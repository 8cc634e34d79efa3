//! Live tokens keyed by mint

use dashmap::DashMap;
use std::sync::Arc;
use tokio::sync::Mutex;
use tracing::debug;

use crate::token::token::Token;

pub type SharedToken = Arc<Mutex<Token>>;

/// Owns every tracked token. Each token sits behind its own async mutex so
/// that its worker can hold it across simulated transaction delays; shared
/// housekeeping only ever `try_lock`s it.
#[derive(Debug, Default)]
pub struct TokenRegistry {
    tokens: DashMap<String, SharedToken>,
}

impl TokenRegistry {
    pub fn new() -> Self {
        Self::default()
    }

    /// Insert a new token; returns false if the mint is already tracked
    pub fn insert(&self, token: Token) -> bool {
        let mint = token.mint.clone();
        match self.tokens.entry(mint) {
            dashmap::mapref::entry::Entry::Occupied(_) => false,
            dashmap::mapref::entry::Entry::Vacant(slot) => {
                slot.insert(Arc::new(Mutex::new(token)));
                true
            }
        }
    }

    pub fn get(&self, mint: &str) -> Option<SharedToken> {
        self.tokens.get(mint).map(|t| Arc::clone(t.value()))
    }

    pub fn contains(&self, mint: &str) -> bool {
        self.tokens.contains_key(mint)
    }

    pub fn remove(&self, mint: &str) -> Option<SharedToken> {
        self.tokens.remove(mint).map(|(_, t)| t)
    }

    pub fn len(&self) -> usize {
        self.tokens.len()
    }

    pub fn is_empty(&self) -> bool {
        self.tokens.is_empty()
    }

    pub fn mints(&self) -> Vec<String> {
        self.tokens.iter().map(|e| e.key().clone()).collect()
    }

    /// Remove terminal tokens with no activity for `quiet_ms`. A token whose
    /// worker holds its lock is busy, hence not quiet, and is left for the
    /// next sweep.
    pub fn sweep(&self, now: i64, quiet_ms: i64) -> Vec<String> {
        let candidates: Vec<(String, SharedToken)> = self
            .tokens
            .iter()
            .map(|e| (e.key().clone(), Arc::clone(e.value())))
            .collect();

        let mut removed = Vec::new();
        for (mint, token) in candidates {
            let expired = match token.try_lock() {
                Ok(token) => token.state().is_terminal() && now - token.last_activity >= quiet_ms,
                Err(_) => false,
            };
            if expired {
                self.tokens.remove(&mint);
                debug!(mint = %mint, "Swept terminal token");
                removed.push(mint);
            }
        }
        removed
    }
}

#[cfg(test)]
mod tests {
    use super::*;
    use crate::config::MetricsConfig;
    use crate::token::state::TokenState;
    use crate::token::token::test_support::*;

    #[tokio::test]
    async fn test_insert_is_idempotent() {
        let registry = TokenRegistry::new();
        let token = Token::from_create(&create(5.0, 0.0), &MetricsConfig::default()).unwrap();
        assert!(registry.insert(token.clone()));
        assert!(!registry.insert(token));
        assert_eq!(registry.len(), 1);
        assert!(registry.contains(MINT));
    }

    #[tokio::test]
    async fn test_sweep_removes_quiet_terminal_tokens() {
        let registry = TokenRegistry::new();
        let token = Token::from_create(&create(5.0, 0.0), &MetricsConfig::default()).unwrap();
        registry.insert(token);

        // live tokens are never swept
        assert!(registry.sweep(T0 + 10_000_000, 1_000).is_empty());

        {
            let shared = registry.get(MINT).unwrap();
            let mut token = shared.lock().await;
            token.transition_to(TokenState::Dead, T0, "test").unwrap();
        }

        assert!(registry.sweep(T0 + 500, 1_000).is_empty());
        {
            // busy tokens are skipped, not waited on
            let shared = registry.get(MINT).unwrap();
            let _held = shared.lock().await;
            assert!(registry.sweep(T0 + 1_000, 1_000).is_empty());
        }
        let removed = registry.sweep(T0 + 1_000, 1_000);
        assert_eq!(removed, vec![MINT.to_string()]);
        assert!(registry.is_empty());
    }
}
--------
Assigned task ▸ Using the listing above, gather each line that holds the string "await" and copy it.

Response to the exercise ▸
            let mut token = shared.lock().await;
            let _held = shared.lock().await;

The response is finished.